I’m Being Ordered to Pay Restitution in MN — What Does That Mean?

When people say that “crime doesn’t pay,” they’re not exactly being truthful. While it is true that crime won’t end well for anyone involved, it can end in expenses for both the perpetrator and the victim.

Courts in Minnesota often side with the victim when it comes to who is responsible for paying up. Minnesota judges have the authority to order an offender to pay something called restitution to the victims of their crimes.

If you’re not familiar with restitution, then you’re not alone. Here’s what everyone needs to know about restitution, how it’s ordered, how it’s paid, and who is eligible to receive it.

Restitution: An Overview

As part of a criminal case, restitution is ordered to be paid by the court to compensate the victim of a crime for losses they suffered as a result of it. Each state, including Minnesota, has laws that require certain convicted criminals to pay restitution to the victims of their crimes.

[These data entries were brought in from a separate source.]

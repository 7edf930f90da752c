//! Wire shapes shared between the dispatcher, the pool and the agent's
//! stream-json protocol.

use serde::Deserialize;
use serde::Serialize;
use serde_json::Value;
use serde_json::json;

/// Conversation roles accepted from callers.
#[derive(Debug, Clone, Copy, PartialEq, Eq, Serialize, Deserialize)]
#[serde(rename_all = "lowercase")]
pub enum Role {
    User,
    Assistant,
    System,
}

impl Role {
    pub fn as_str(self) -> &'static str {
        match self {
            Role::User => "user",
            Role::Assistant => "assistant",
            Role::System => "system",
        }
    }
}

/// One turn of caller-supplied conversation history.
#[derive(Debug, Clone, Serialize, Deserialize)]
pub struct AgentMessage {
    pub role: Role,
    pub content: String,
}

impl AgentMessage {
    pub fn user(content: impl Into<String>) -> Self {
        Self {
            role: Role::User,
            content: content.into(),
        }
    }

    pub fn assistant(content: impl Into<String>) -> Self {
        Self {
            role: Role::Assistant,
            content: content.into(),
        }
    }

    pub fn system(content: impl Into<String>) -> Self {
        Self {
            role: Role::System,
            content: content.into(),
        }
    }
}

/// One line of the agent's stream-json stdin.
pub fn input_frame(message: &AgentMessage) -> Value {
    json!({
        "type": "user",
        "message": {
            "role": message.role.as_str(),
            "content": message.content,
        },
    })
}

/// The agent's end-of-turn marker on its stream-json stdout.
pub fn is_result_event(event: &Value) -> bool {
    event.get("type").and_then(Value::as_str) == Some("result")
}

/// Synthetic error event surfaced to streaming callers in place of a
/// propagated error.
pub fn error_event(message: &str, code: &str) -> Value {
    json!({
        "type": "error",
        "error": { "message": message, "code": code },
    })
}

/// Envelope for single-shot stdout that was not itself valid JSON.
pub fn text_envelope(text: &str, model: &str) -> Value {
    json!({
        "type": "message",
        "content": [{ "type": "text", "text": text }],
        "model": model,
        "usage": {},
    })
}
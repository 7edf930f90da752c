use std::io;
use thiserror::Error;

pub type Result<T> = std::result::Result<T, GatewayErr>;

#[derive(Error, Debug)]
pub enum GatewayErr {
    /// A filesystem isolation invariant was violated (permissions or path
    /// containment). Never recovered locally.
    #[error("security violation: {0}")]
    Security(String),

    /// A caller-supplied spec is malformed. Rejected before any subprocess
    /// work happens.
    #[error("invalid configuration: {0}")]
    Config(String),

    /// The agent subprocess exited non-zero. Carries the captured stderr so
    /// the caller sees what the agent complained about.
    #[error("agent exited with code {code}: {stderr}")]
    AgentExit { code: i32, stderr: String },

    /// Single-shot wall-clock timeout. The subprocess has been killed.
    #[error("timeout waiting for agent to exit")]
    Timeout,

    /// The agent subprocess could not be spawned with its stdio captured.
    #[error("spawn failed: agent stdio not captured")]
    Spawn,

    /// A stdin write or event delivery failed mid-stream.
    #[error("stream disconnected: {0}")]
    Stream(String),

    // -----------------------------------------------------------------
    // Automatic conversions for common external error types
    // -----------------------------------------------------------------
    #[error(transparent)]
    Io(#[from] io::Error),

    #[error(transparent)]
    Json(#[from] serde_json::Error),
}
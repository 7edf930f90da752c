//! SSE downstream transport.
//!
//! A long-lived GET carries server-pushed events; the first `data:` event
//! is a server-status object. Tool discovery and invocation go over POSTs
//! to the sibling `/message` endpoint.

use std::sync::atomic::AtomicI64;
use std::sync::atomic::Ordering;

use eventsource_stream::Eventsource;
use futures::StreamExt;
use reqwest::header::HeaderMap;
use serde_json::Value;
use serde_json::json;
use tracing::debug;
use tracing::info;
use tracing::warn;

use crate::error::BridgeErr;
use crate::error::Result;
use crate::jsonrpc::JSONRPC_VERSION;

pub struct SseTransport {
    client: reqwest::Client,
    message_url: String,
    tools: Vec<Value>,
    next_id: AtomicI64,
}

impl SseTransport {
    /// Opens the event stream, waits for the server-status event, then
    /// discovers tools through the `/message` endpoint.
    pub async fn connect(url: &str, headers: HeaderMap) -> Result<Self> {
        info!("connecting via SSE: {url}");
        let client = reqwest::Client::builder()
            .default_headers(headers)
            .build()?;

        let response = client.get(url).send().await?;
        let status = response.status();
        if !status.is_success() {
            let body = response.text().await.unwrap_or_default();
            return Err(BridgeErr::UnexpectedStatus(status, body));
        }
        info!("SSE connected (status {status})");

        let mut events = response.bytes_stream().eventsource();
        loop {
            match events.next().await {
                Some(Ok(event)) => match serde_json::from_str::<Value>(&event.data) {
                    Ok(data) => {
                        if data.get("type").and_then(Value::as_str) == Some("connection") {
                            info!(
                                "server status: {}, tools: {}",
                                data.get("status").and_then(serde_json::Value::as_str).unwrap_or("unknown"),
                                data.get("tools").and_then(serde_json::Value::as_i64).unwrap_or(0)
                            );
                        }
                        break;
                    }
                    Err(err) => {
                        warn!("invalid JSON in SSE event: {err}");
                    }
                },
                Some(Err(err)) => return Err(BridgeErr::Protocol(err.to_string())),
                None => return Err(BridgeErr::StreamClosed),
            }
        }

        // Anything after the status event is an upstream notification;
        // drain them so the connection stays alive.
        tokio::spawn(async move {
            while let Some(event) = events.next().await {
                match event {
                    Ok(event) => debug!("SSE notification: {}", event.data),
                    Err(err) => {
                        debug!("SSE stream ended: {err}");
                        break;
                    }
                }
            }
        });

        let mut transport = Self {
            client,
            message_url: message_endpoint(url),
            tools: Vec::new(),
            next_id: AtomicI64::new(1),
        };
        transport.discover_tools().await?;
        Ok(transport)
    }

    async fn discover_tools(&mut self) -> Result<()> {
        let result = self.post_request("tools/list", json!({})).await?;
        if let Some(tools) = result.get("tools").and_then(Value::as_array) {
            self.tools = tools.clone();
            let names: Vec<&str> = self
                .tools
                .iter()
                .filter_map(|tool| tool.get("name").and_then(Value::as_str))
                .collect();
            info!("discovered {} tools: {names:?}", self.tools.len());
        }
        Ok(())
    }

    async fn post_request(&self, method: &str, params: Value) -> Result<Value> {
        let id = self.next_id.fetch_add(1, Ordering::Relaxed);
        let request = json!({
            "jsonrpc": JSONRPC_VERSION,
            "id": id,
            "method": method,
            "params": params,
        });

        let response = self
            .client
            .post(&self.message_url)
            .json(&request)
            .send()
            .await?;
        let status = response.status();
        if !status.is_success() {
            let body = response.text().await.unwrap_or_default();
            return Err(BridgeErr::UnexpectedStatus(status, body));
        }

        let body: Value = response.json().await?;
        if let Some(error) = body.get("error") {
            return Err(BridgeErr::Protocol(error.to_string()));
        }
        Ok(body.get("result").cloned().unwrap_or_else(|| json!({})))
    }

    pub fn tools(&self) -> Vec<Value> {
        self.tools.clone()
    }

    pub async fn call_tool(&self, name: &str, arguments: Value) -> Result<Value> {
        debug!("calling tool '{name}' over SSE transport");
        self.post_request("tools/call", json!({ "name": name, "arguments": arguments }))
            .await
    }
}

/// POST endpoint sibling of the SSE stream: every `/sse` occurrence is
/// rewritten to `/message`; URLs without one are reused as-is.
pub(crate) fn message_endpoint(url: &str) -> String {
    url.replace("/sse", "/message")
}
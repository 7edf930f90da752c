//! Bridge between remote MCP tool servers and the stdio MCP channel the
//! agent expects. Upstream (the agent) speaks line-delimited JSON-RPC 2.0
//! over stdin/stdout; downstream is either SSE or Streamable HTTP.

// stdout belongs to the MCP protocol; all diagnostics go through tracing
// to stderr.
#![deny(clippy::print_stdout, clippy::print_stderr)]

pub mod cli;
pub mod error;
pub mod jsonrpc;
pub mod server;
pub mod sse;
pub mod streamable_http;
pub mod transport;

Restitution is a tool used quite often in criminal cases because it is seen as a way for perpetrators of crimes to have direct consequences for actions taken against victims.

Restitution must be considered by the courts as a part of a sentence, plea bargains included, even if it’s not requested by the victims. If restitution is not ordered by the judge or it’s only ordered partially, it must be justified in the court records by the judge.

Is Restitution a Fine?

Fines, as well as restitution, are financial costs to a defendant that are part of a criminal sentence, but they are not the same thing. Fines are predetermined and specific penalties for crimes that are paid to the court. The purpose of a fine is to punish. Conversely, restitution is meant to repay victims for the losses they suffer due to the crime.

When Does a Judge Order Restitution?

A judge usually orders restitution as a part of a criminal sentence when:

  • The victim needs it in order to feel whole
  • The court deems it necessary for the defendant’s rehabilitation
  • The financial losses of the victim are related directly to the crime

Most of the time in cases of fraud and theft, restitution is ordered. The defendant may be ordered to pay back the amount of money stolen.

Mandatory restitution may be required in certain cases, too, such as sexual assault, drunk driving, identity fraud, crimes against the elderly, hate crimes, child abuse, and domestic violence.

Who Can Receive Restitution

Who Can Receive Restitution

Who is eligible to receive restitution? Generally, there are four parties that may be entitled to restitution at the conclusion of a criminal case. They are direct victims, third parties, indirect victims, and the government. Learn more about each below.

Direct Victims

These are people who are directly injured or who have suffered a loss directly due to the crime. In some cases like financial crimes, however, the victim can be a person, corporation, partnership, or any other entity or association.

Third Parties

Restitution can be ordered for an entity that paid recovery to a victim, such as government entities or victim compensation programs. Sometimes even insurance companies can be paid restitution if they reimbursed the victim for losses they suffered.

Indirect Victims

An indirect victim is someone who was not necesarrily the target of a crime, but in fact, was directly affected by the commission of it. An example of indirect victims include surviving family members of a murder victim.

The Government

In some cases, there is no identifiable victim to the crime and in those cases, restitution cannot be paid. However, in some places, society at large and the government may be considered victims that restitution must be paid to.

How Restitution is Paid

If you are ordered by the court to pay restitution, then a payment schedule will be set up by the defendant’s probation officer and they will continue to monitor it until it is paid in full. If the defendant is not on probation, then a court administrator will set the schedule.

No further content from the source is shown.